Indigenous leaders from the Peruvian Amazon have warned they are poised to kick start a resistance movement if a multinational oil company operating in their territories does not take action to repair the contamination suffered in Amazonian communities.
Leaders condemned the damage caused by Canadian oil and gas company Talisman Energy to the Lote 64 area in a remote and richly biodiverse part of Peru’s Amazon rainforest, home to the Achuar indigenous people.
“They said that when they left they would not leave behind even one nail, but that is not how it is because the fish are dead and our children and elders suffer illnesses each day they spend with this situation of contamination,” said community leader Juan Pinola in a statement by the indigenous organization AIDESEP.
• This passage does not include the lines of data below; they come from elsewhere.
//! Category management: CRUD with palette-constrained colours.
//!
//! Categories label tasks and carry a display colour drawn from a fixed
//! palette. Creation assigns a random palette member; updates may change
//! the colour but only to another palette member. The module follows
//! hexagonal architecture:
//!
//! - Domain types in [`domain`]
//! - Port contracts in [`ports`]
//! - Adapter implementations in [`adapters`]
//! - Orchestration services in [`services`]

pub mod adapters;
pub mod domain;
pub mod ports;
pub mod services;

#[cfg(test)]
mod tests;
Achuar communities denounce the contamination they continue to find in their communities, left behind by Talisman Energy. Photo: AIDESEP
Indigenous leaders rejected being left with oil and heavy metals contamination while the multinational company took off with the profits and vowed to escalate resistance efforts if Talisman Energy fails to act on their demands.
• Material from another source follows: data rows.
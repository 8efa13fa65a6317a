//! Service orchestration tests for task CRUD and listing.

use std::sync::Arc;

use crate::listing::{Pagination, SortDirection};
use crate::task::{
    adapters::memory::InMemoryTaskRepository,
    domain::{NewTask, Task, TaskId, TaskPatch, TaskQuery, TaskSortKey, TaskStatus},
    ports::{TaskRepository, TaskRepositoryError, TaskRepositoryResult},
    services::{CreateTaskRequest, TaskService, TaskServiceError},
};
use crate::testing::StepClock;
use rstest::{fixture, rstest};

type TestService = TaskService<InMemoryTaskRepository, StepClock>;

#[fixture]
fn service() -> TestService {
    TaskService::new(
        Arc::new(InMemoryTaskRepository::new()),
        Arc::new(StepClock::default()),
    )
}

#[rstest]
#[tokio::test(flavor = "multi_thread")]
async fn create_assigns_id_defaults_and_timestamps(service: TestService) {
    let created = service
        .create_task(CreateTaskRequest::new("Write plan").with_description(""))
        .await
        .expect("creation should succeed");

    assert_eq!(created.id(), TaskId::new(1));
    assert_eq!(created.title(), "Write plan");
    assert_eq!(created.description(), None);
    assert_eq!(created.status(), TaskStatus::Pending);
    assert_eq!(created.updated_at(), created.created_at());

    let fetched = service
        .get_task(created.id())
        .await
        .expect("lookup should succeed");
    assert_eq!(fetched, created);
}

#[rstest]
#[tokio::test(flavor = "multi_thread")]
async fn empty_title_update_keeps_title_while_status_changes(service: TestService) {
    let created = service
        .create_task(CreateTaskRequest::new("Write plan"))
        .await
        .expect("creation should succeed");

    let updated = service
        .update_task(
            created.id(),
            TaskPatch::new().with_title("").with_status(TaskStatus::Doing),
        )
        .await
        .expect("update should succeed");

    assert_eq!(updated.title(), "Write plan");
    assert_eq!(updated.status(), TaskStatus::Doing);
    assert!(updated.updated_at() > created.updated_at());

    let stored = service
        .get_task(created.id())
        .await
        .expect("lookup should succeed");
    assert_eq!(stored, updated);
}

#[rstest]
#[tokio::test(flavor = "multi_thread")]
async fn update_of_unknown_task_is_not_found(service: TestService) {
    let missing = TaskId::new(404);
    let err = service
        .update_task(missing, TaskPatch::new().with_title("anything"))
        .await
        .expect_err("update should fail");
    assert!(matches!(err, TaskServiceError::NotFound(id) if id == missing));
}

#[rstest]
#[tokio::test(flavor = "multi_thread")]
async fn get_and_delete_report_not_found_consistently(service: TestService) {
    let missing = TaskId::new(9);

    let get_err = service.get_task(missing).await.expect_err("get should fail");
    assert!(matches!(get_err, TaskServiceError::NotFound(id) if id == missing));

    let delete_err = service
        .delete_task(missing)
        .await
        .expect_err("delete should fail");
    assert!(matches!(delete_err, TaskServiceError::NotFound(id) if id == missing));
}

#[rstest]
#[tokio::test(flavor = "multi_thread")]
async fn delete_removes_the_task(service: TestService) {
    let created = service
        .create_task(CreateTaskRequest::new("Disposable"))
        .await
        .expect("creation should succeed");

    service
        .delete_task(created.id())
        .await
        .expect("delete should succeed");

    let err = service
        .get_task(created.id())
        .await
        .expect_err("get should fail after delete");
    assert!(matches!(err, TaskServiceError::NotFound(_)));
}

#[rstest]
#[tokio::test(flavor = "multi_thread")]
async fn listing_filters_sorts_and_paginates(service: TestService) {
    for (title, status) in [
        ("plan draft", TaskStatus::Doing),
        ("plan review", TaskStatus::Doing),
        ("plan signoff", TaskStatus::Done),
        ("groceries", TaskStatus::Doing),
    ] {
        let created = service
            .create_task(CreateTaskRequest::new(title))
            .await
            .expect("creation should succeed");
        if status != TaskStatus::Pending {
            service
                .update_task(created.id(), TaskPatch::new().with_status(status))
                .await
                .expect("status update should succeed");
        }
    }

    let window = Pagination::new(1, 1).expect("valid window");
    let query = TaskQuery::new()
        .with_search("plan")
        .with_status(TaskStatus::Doing)
        .with_sort(TaskSortKey::Title, SortDirection::Asc)
        .with_pagination(window);

    let (tasks, meta) = service
        .list_tasks(&query)
        .await
        .expect("listing should succeed");

    let titles: Vec<&str> = tasks.iter().map(Task::title).collect();
    assert_eq!(titles, vec!["plan draft"]);
    assert_eq!(meta.total, 2);
    assert_eq!(meta.page, 1);
    assert_eq!(meta.page_size, 1);
    assert_eq!(meta.total_pages, 2);
}

#[rstest]
#[tokio::test(flavor = "multi_thread")]
async fn unpaginated_listing_returns_the_full_matching_set(service: TestService) {
    for title in ["one", "two", "three"] {
        service
            .create_task(CreateTaskRequest::new(title))
            .await
            .expect("creation should succeed");
    }

    let (tasks, meta) = service
        .list_tasks(&TaskQuery::new())
        .await
        .expect("listing should succeed");

    assert_eq!(tasks.len(), 3);
    assert_eq!(meta.total, 3);
    assert_eq!(meta.total_pages, 1);
}

mockall::mock! {
    Repo {}

    #[async_trait::async_trait]
    impl TaskRepository for Repo {
        async fn save(&self, task: &NewTask) -> TaskRepositoryResult<Task>;
        async fn find_by_id(&self, id: TaskId) -> TaskRepositoryResult<Option<Task>>;
        async fn find_by_query(&self, query: &TaskQuery) -> TaskRepositoryResult<(Vec<Task>, u64)>;
        async fn update(&self, task: &Task) -> TaskRepositoryResult<Task>;
        async fn delete(&self, id: TaskId) -> TaskRepositoryResult<()>;
    }
}

#[rstest]
#[tokio::test(flavor = "multi_thread")]
async fn store_failures_surface_as_repository_errors() {
    let mut repo = MockRepo::new();
    repo.expect_find_by_query().returning(|_| {
        Err(TaskRepositoryError::persistence(std::io::Error::other(
            "connection refused",
        )))
    });
    let failing = TaskService::new(Arc::new(repo), Arc::new(StepClock::default()));

    let err = failing
        .list_tasks(&TaskQuery::new())
        .await
        .expect_err("listing should fail");
    assert!(matches!(err, TaskServiceError::Repository(_)));
}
According to a community leader, attempted talks with the company have had little impact, as there is no regard by the corporation for the “damages caused by improperly closed oil wells.”
Talisman Energy has refused to repair and rehabilitate the land and has said it will not compensate affected communities unless Peru’s public environmental evaluation body delivers the results of three environmental damage assessments.
It is estimated that about one thousands people have been affected by the contamination left behind by the company.
In September 2012 Talisman Energy withdrew from the Peruvian Amazon, where it had conducted oil and gas exploration since 2004, after coming under increasing fire for operating without indigenous consent, according to Amazon Watch.
The majority of indigenous Achuar people never agreed to the Canadian company operating in Lote 64 and fought against Talisman’s exploration and drilling on their traditional territories.
Talisman Energy was accused of complicity in genocide related to its operations in Sudan, where it operated from 1998 to 2003.
The Canadian mining and extractive industry has a dubious record of violence, human rights abuses, environmental damage, and other violations in communities where its companies conduct mining operations across Latin America and the world.